New evidence shows cats may be more therapeutic than dogs for kids with autism. (AP Photo/Chiang Ying-Ying)

Though the role of a service animal is often associated with dogs, a new study suggests that cats may provide the kind of companionship that is beneficial to children with autism in particular.

The research, published Dec. 6 in the Journal of Pediatric Nursing, highlighted how children with autism could see significant mental health benefits from their family adopting a cat. The exploratory study followed 11 families, all of which had children with autism between the ages of 6 and 14, over the course of an 18-week period. 

The families were initially divided into a control group and a treatment group, with the treatment group adopting a cat at the outset and the control group not receiving a pet. After the initial 18-week period, the control group families then also adopted a cat and were followed for another 18 weeks.

The study found that the children with autism had better social skill assessments following the introduction of the cat to their home, with their levels of cooperation and responsibility slightly improving, and empathy being a standout improvement by the end of the study. These children also demonstrated improvement with respect to problem behaviors, with bullying, hyperactivity and inattention all being reduced within just six weeks. Those children with separation anxiety also saw a noticeable improvement within the same time period. 

While there has been significant research into the role that a companion animal can play in the lives of children with autism, very little research has been conducted into what benefit a feline specifically may provide, according to Gretchen Carlisle, a research scientist at the University of Missouri Research Center for Human-Animal Interaction and an author of the study.

Carlisle had previously observed positive interactions between animals and children in special education classes during her time spent as a public school nurse, leading her to investigate the benefits of different sorts of companion animals. She noted that while mass media depictions may lead many families to believe that dogs are best suited for such work, cats may provide a unique benefit for some families.

“So many children with autism have different sensory issues, so you can see how the presence of a loud, boisterous, barking dog that gets in your face, demanding to play with you and have time with you – that can be very overwhelming for some children,” Carlisle said. “Whereas a quiet, small cat can provide some of the same companionship of the dog, but without the sensory overload.”

The researchers used two scales to measure for certain types of behavior throughout the study, including the Social Skills Improvement System Rating Scale, an instrument that assesses levels of social skills like cooperation, responsibility and empathy, as well as problem behaviors like bullying and hyperactivity, and the Screen for Child Anxiety Related Emotional Disorders, or SCARED scale, which assesses anxiety levels.
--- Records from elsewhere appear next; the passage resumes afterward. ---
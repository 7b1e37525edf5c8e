//! Missing-value normalization, the pre-inference pass.
//!
//! Runs before classification so that the classifier never sees the missing
//! marker in numeric or mixed columns: non-finite floats become missing,
//! then missing cells are filled with a kind-appropriate placeholder.
//! Columns that are neither clearly numeric nor clearly textual keep an
//! explicit "N/A" token instead, which later stages treat as ordinary text.

use tracing::debug;

use tablecast_model::{RawCell, RawColumn, RawKind, RawTable};

/// Placeholder written into columns outside the numeric and mixed kinds.
pub const PLACEHOLDER_OTHER: &str = "N/A";

/// Normalize missing values across the whole table. Shape-preserving, no I/O.
pub fn normalize(table: RawTable) -> RawTable {
    table.map_columns(normalize_column)
}

fn normalize_column(column: RawColumn) -> RawColumn {
    let RawColumn { name, kind, cells } = column;

    // Non-finite numeric values count as absent.
    let cells: Vec<RawCell> = cells
        .into_iter()
        .map(|cell| match cell {
            RawCell::Float(v) if !v.is_finite() => RawCell::Missing,
            other => other,
        })
        .collect();

    let gaps = cells.iter().filter(|c| c.is_missing()).count();
    if gaps == 0 {
        return RawColumn::with_kind(name, kind, cells);
    }

    let fill = placeholder_for(kind, &cells);
    debug!(column = %name, ?kind, gaps, "filling missing cells");
    let cells = cells
        .into_iter()
        .map(|cell| {
            if cell.is_missing() {
                fill.clone()
            } else {
                cell
            }
        })
        .collect();
    RawColumn::with_kind(name, kind, cells)
}

/// The fill value for a column of the given kind. Numeric columns get zero
/// (float zero if the column carries any float), mixed columns get the
/// empty string, everything else gets the "N/A" token.
fn placeholder_for(kind: RawKind, cells: &[RawCell]) -> RawCell {
    match kind {
        RawKind::Numeric => {
            if cells.iter().any(|c| matches!(c, RawCell::Float(_))) {
                RawCell::Float(0.0)
            } else {
                RawCell::Int(0)
            }
        }
        RawKind::Mixed => RawCell::Text(String::new()),
        RawKind::Boolean | RawKind::Temporal => RawCell::Text(PLACEHOLDER_OTHER.to_string()),
    }
}
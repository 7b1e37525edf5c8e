//! Result assembly: the reported schema and a bounded row preview.

use serde_json::{Map, Value};

use tablecast_model::{ColumnData, TypedTable};

/// Maximum number of rows included in a preview.
pub const PREVIEW_ROW_LIMIT: usize = 10;

/// The assembled inference result: an ordered column-name-to-type-label
/// mapping and at most [`PREVIEW_ROW_LIMIT`] preview rows. Column order in
/// both matches the table's column order; preview rows keep table row order.
#[derive(Debug, Clone)]
pub struct SchemaReport {
    pub schema: Vec<(String, String)>,
    pub preview: Vec<Map<String, Value>>,
}

impl SchemaReport {
    /// The full transport payload: `{"data_types": {...}, "data": [...]}`.
    pub fn to_value(&self) -> Value {
        let mut types = Map::new();
        for (name, label) in &self.schema {
            types.insert(name.clone(), Value::String(label.clone()));
        }
        let rows: Vec<Value> = self
            .preview
            .iter()
            .map(|row| Value::Object(row.clone()))
            .collect();
        let mut payload = Map::new();
        payload.insert("data_types".to_string(), Value::Object(types));
        payload.insert("data".to_string(), Value::Array(rows));
        Value::Object(payload)
    }
}

/// Build the report for an optimized table.
pub fn assemble(table: &TypedTable) -> SchemaReport {
    let schema = table
        .columns()
        .iter()
        .map(|column| {
            (
                column.name.clone(),
                column.semantic_type().label().to_string(),
            )
        })
        .collect();

    let limit = table.row_count().min(PREVIEW_ROW_LIMIT);
    let preview = (0..limit)
        .map(|row| {
            let mut record = Map::new();
            for column in table.columns() {
                record.insert(column.name.clone(), transport_value(&column.data, row));
            }
            record
        })
        .collect();

    SchemaReport { schema, preview }
}

/// Render one cell in transport-safe form: numbers as numbers, booleans as
/// booleans, timestamps/categories/text as strings, missing as null.
fn transport_value(data: &ColumnData, row: usize) -> Value {
    match data {
        ColumnData::Int(_, values) => match values.get(row).copied().flatten() {
            Some(v) => Value::from(v),
            None => Value::Null,
        },
        ColumnData::Float(_, values) => match values.get(row).copied().flatten() {
            // Non-finite floats have no JSON number form.
            Some(v) => serde_json::Number::from_f64(v).map_or(Value::Null, Value::Number),
            None => Value::Null,
        },
        ColumnData::Bool(values) => match values.get(row).copied().flatten() {
            Some(v) => Value::Bool(v),
            None => Value::Null,
        },
        ColumnData::Timestamp(values) => match values.get(row).copied().flatten() {
            Some(dt) => Value::String(dt.format("%Y-%m-%dT%H:%M:%S").to_string()),
            None => Value::Null,
        },
        ColumnData::Category { .. } => data
            .category_label(row)
            .map_or(Value::Null, |label| Value::String(label.to_string())),
        ColumnData::Text(values) => match values.get(row).and_then(Option::as_deref) {
            Some(v) => Value::String(v.to_string()),
            None => Value::Null,
        },
    }
}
Additionally, all cats adopted were screened using the Feline Temperament Profile, a standardized test that measures the sociability, aggressiveness and flexibility of a cat’s behavior. The cats were assessed to have an overall calm temperament before being placed in homes.
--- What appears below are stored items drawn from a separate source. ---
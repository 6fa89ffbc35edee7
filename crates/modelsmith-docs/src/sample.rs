//! Example values and `curl` requests for documented endpoints.

use modelsmith_core::config::DocsConfig;
use modelsmith_core::model::{Controller, DtoField, Endpoint, ProjectModel, Validation};
use serde_json::{Map, Value, json};

pub const EXAMPLE_UUID: &str = "123e4567-e89b-12d3-a456-426614174000";
pub const EXAMPLE_EMAIL: &str = "user@example.com";
pub const EXAMPLE_TOKEN: &str = "<token>";

/// Literal example for one DTO field, chosen from its validations and type
pub fn example_value(field: &DtoField) -> Value {
    let ty = field.ty.trim();
    if field.is_array() {
        json!([])
    } else if field.has(&Validation::Uuid) {
        json!(EXAMPLE_UUID)
    } else if field.has(&Validation::Email) {
        json!(EXAMPLE_EMAIL)
    } else if field.has(&Validation::Number) || ty == "number" {
        json!(0)
    } else if field.has(&Validation::Boolean) || ty == "boolean" {
        json!(true)
    } else {
        json!("string")
    }
}

/// Whether a client has to send this field
pub fn is_required(field: &DtoField) -> bool {
    !field.optional && !field.has(&Validation::Optional)
}

/// Example JSON body with every required field of a DTO, inherited ones included
pub fn example_body(model: &ProjectModel, dto: &str) -> Option<Value> {
    model.dto(dto)?;
    let body: Map<String, Value> = model
        .dto_fields(dto)
        .into_iter()
        .filter(|f| is_required(f))
        .map(|f| (f.name.clone(), example_value(f)))
        .collect();
    Some(Value::Object(body))
}

/// Stand-in for a path parameter
pub fn path_param_example(name: &str) -> &'static str {
    if name == "id" || name.ends_with("Id") || name.ends_with("_id") {
        EXAMPLE_UUID
    } else {
        "example"
    }
}

/// Route with every `:param` replaced by its example literal
pub fn example_path(route: &str) -> String {
    route
        .split('/')
        .map(|segment| match segment.strip_prefix(':') {
            Some(param) => path_param_example(param),
            None => segment,
        })
        .collect::<Vec<_>>()
        .join("/")
}

/// Runnable `curl` invocation for one endpoint
pub fn curl_example(
    model: &ProjectModel,
    controller: &Controller,
    endpoint: &Endpoint,
    docs: &DocsConfig,
) -> String {
    let mut lines = vec![format!(
        "curl -X {} '{}{}'",
        endpoint.http_method,
        docs.api_url(),
        example_path(&endpoint.route)
    )];

    if controller.requires_auth(endpoint) {
        lines.push(format!("-H 'Authorization: Bearer {EXAMPLE_TOKEN}'"));
    }

    let body = endpoint
        .body_dto_name
        .as_deref()
        .and_then(|dto| example_body(model, dto));
    if let Some(body) = body {
        lines.push("-H 'Content-Type: application/json'".to_string());
        lines.push(format!("-d '{body}'"));
    }

    lines.join(" \\\n  ")
}
//! Error types for modelsmith operations

use std::path::Path;
use thiserror::Error;

/// Result type alias for modelsmith operations
pub type ModelsmithResult<T> = Result<T, ModelsmithError>;

/// Error type for modelsmith operations
///
/// Extraction never produces these: a source file that cannot be understood
/// yields "no data" instead. Errors are reserved for configuration, user input,
/// and I/O against the project tree.
#[derive(Error, Debug)]
pub enum ModelsmithError {
    /// Filesystem operation failed
    #[error("I/O error at {path}: {source}")]
    Io {
        path: String,
        #[source]
        source: std::io::Error,
    },

    /// Configuration is structurally valid TOML but semantically wrong
    #[error("configuration error: {0}")]
    Config(String),

    /// A resource name cannot be turned into an identifier
    #[error("invalid name: {0}")]
    InvalidName(String),

    /// A `--fields`, `--relations` or `--props` entry could not be parsed
    #[error("invalid field spec: {0}")]
    InvalidFieldSpec(String),

    /// Requested artifact kind does not exist
    #[error("unknown artifact kind: {0}")]
    UnknownArtifactKind(String),

    /// A generator needs a parameter that was not supplied
    #[error("missing parameter: {0}")]
    MissingParameter(&'static str),

    /// Serialization/deserialization error
    #[error("serialization error: {0}")]
    Serialization(#[from] serde_json::Error),

    /// Configuration file is not valid TOML
    #[error("config parse error: {0}")]
    Toml(#[from] toml::de::Error),
}

impl ModelsmithError {
    /// Wrap an I/O error with the path it happened on
    pub fn io(path: impl AsRef<Path>, source: std::io::Error) -> Self {
        ModelsmithError::Io {
            path: path.as_ref().display().to_string(),
            source,
        }
    }

    /// Process exit code for the CLI, following sysexits(3)
    pub fn exit_code(&self) -> i32 {
        match self {
            ModelsmithError::InvalidName(_)
            | ModelsmithError::InvalidFieldSpec(_)
            | ModelsmithError::UnknownArtifactKind(_)
            | ModelsmithError::MissingParameter(_) => 64,
            ModelsmithError::Serialization(_) => 65,
            ModelsmithError::Io { .. } => 74,
            ModelsmithError::Config(_) | ModelsmithError::Toml(_) => 78,
        }
    }
}
#![allow(non_snake_case)]

use super::*;
use modelsmith_core::fs::MemoryFs;

fn config() -> ProjectConfig {
    ProjectConfig::from_str("[project]\nname = \"shop\"\n").unwrap()
}

#[test]
fn emit___empty_model___all_documents_rendered() {
    let docs = emit(&ProjectModel::default(), &config());

    assert!(docs.api.starts_with("# shop API Reference"));
    assert_eq!(docs.openapi["openapi"], "3.0.3");
    assert!(docs.components.starts_with("# shop Components"));
    assert!(docs.entities.starts_with("# shop Entities"));
}

#[test]
fn Documentation___files___pretty_json_with_newline() {
    let docs = emit(&ProjectModel::default(), &config());

    let files = docs.files().unwrap();

    let names: Vec<&str> = files.iter().map(|(name, _)| *name).collect();
    assert_eq!(names, vec![API_FILE, OPENAPI_FILE, COMPONENTS_FILE, ENTITIES_FILE]);
    let (_, json) = &files[1];
    assert!(json.starts_with("{\n  "));
    assert!(json.ends_with("}\n"));
}

#[test]
fn write_docs___writes_under_output_dir() {
    let fs = MemoryFs::new();
    let config = config();

    let report = write_docs(&fs, &config, &emit(&ProjectModel::default(), &config)).unwrap();

    assert_eq!(report.written(), 4);
    assert!(!report.has_failures());
    assert!(fs.contents("docs/API.md").is_some());
    assert!(fs.contents("docs/openapi.json").is_some());
    assert!(fs.contents("docs/COMPONENTS.md").is_some());
    assert!(fs.contents("docs/ENTITIES.md").is_some());
}

#[test]
fn write_docs___existing_files___overwritten() {
    let fs = MemoryFs::new().with_file("docs/API.md", "stale");
    let config = config();

    write_docs(&fs, &config, &emit(&ProjectModel::default(), &config)).unwrap();

    assert_ne!(fs.contents("docs/API.md").unwrap(), "stale");
}

#[test]
fn write_docs___denied_output___each_file_reported_failed() {
    let fs = MemoryFs::new();
    fs.deny_writes_under("docs");
    let config = config();

    let report = write_docs(&fs, &config, &emit(&ProjectModel::default(), &config)).unwrap();

    assert_eq!(report.failed(), 4);
    assert!(matches!(report.files[0].status, DocStatus::Failed(_)));
}

#[test]
fn DocsReport___display___lists_files_and_totals() {
    let report = DocsReport {
        files: vec![
            EmittedDoc {
                path: PathBuf::from("docs/API.md"),
                status: DocStatus::Written,
            },
            EmittedDoc {
                path: PathBuf::from("docs/openapi.json"),
                status: DocStatus::Failed("disk full".to_string()),
            },
        ],
    };

    assert_eq!(
        report.to_string(),
        "  written  docs/API.md\n  failed   docs/openapi.json (disk full)\n1 written, 1 failed"
    );
}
Carlisle said that a past conversation with a parent indicated that despite having a cat already present in their home that their child loved, they were insistent on getting a dog as well, leading Carlisle to believe that, “Parents need more information so they can feel like they’re making the best choice for their child” when it comes to finding the right companion animal.

The key to finding the right kind of companion animal for a child with autism in particular is the lifestyle that the family tends to lead, Carlisle added. If a family tends to spend a lot of time outside and has a very active lifestyle, a dog may be the right choice, but, "If they’re a busy family where that might be a challenge, or a child with sensory issues, then a quieter animal like a cat might fit.”

“It’s really all about families thinking about what’s going to be the best match for their family,” Carlisle said.

Regardless of the age of the patient and of what kind of companion animal ends up being adopted, the benefit of having a pet can be felt, Carlisle said, as pets are all able to offer “overwhelming unconditional love and acceptance.”

“I think that’s probably part of what we’re seeing as the benefit – just [having] someone who will listen and love unconditionally,” Carlisle added.

As this was an exploratory study to assess the benefits of cat adoption, further research may be focused on expanding the sample size in order to better confirm the findings. Carlisle also said that the research team would like to explore whether the same benefits of cat adoption would hold true for children with other types of special needs outside autism.

The article, “Exploratory study of cat adoption in families of children with autism: Impact on children’s social skills and anxiety,” was published Dec. 6, 2020 in the Journal of Pediatric Nursing. It was authored by Gretchen Carlisle, Rebecca Johnson, Ze Wang, Nancy Cheak-Zamora, and Leslie Lyons, all of the University of Missouri, and Jessica Bibbo of the Benjamin Rose Institute on Aging.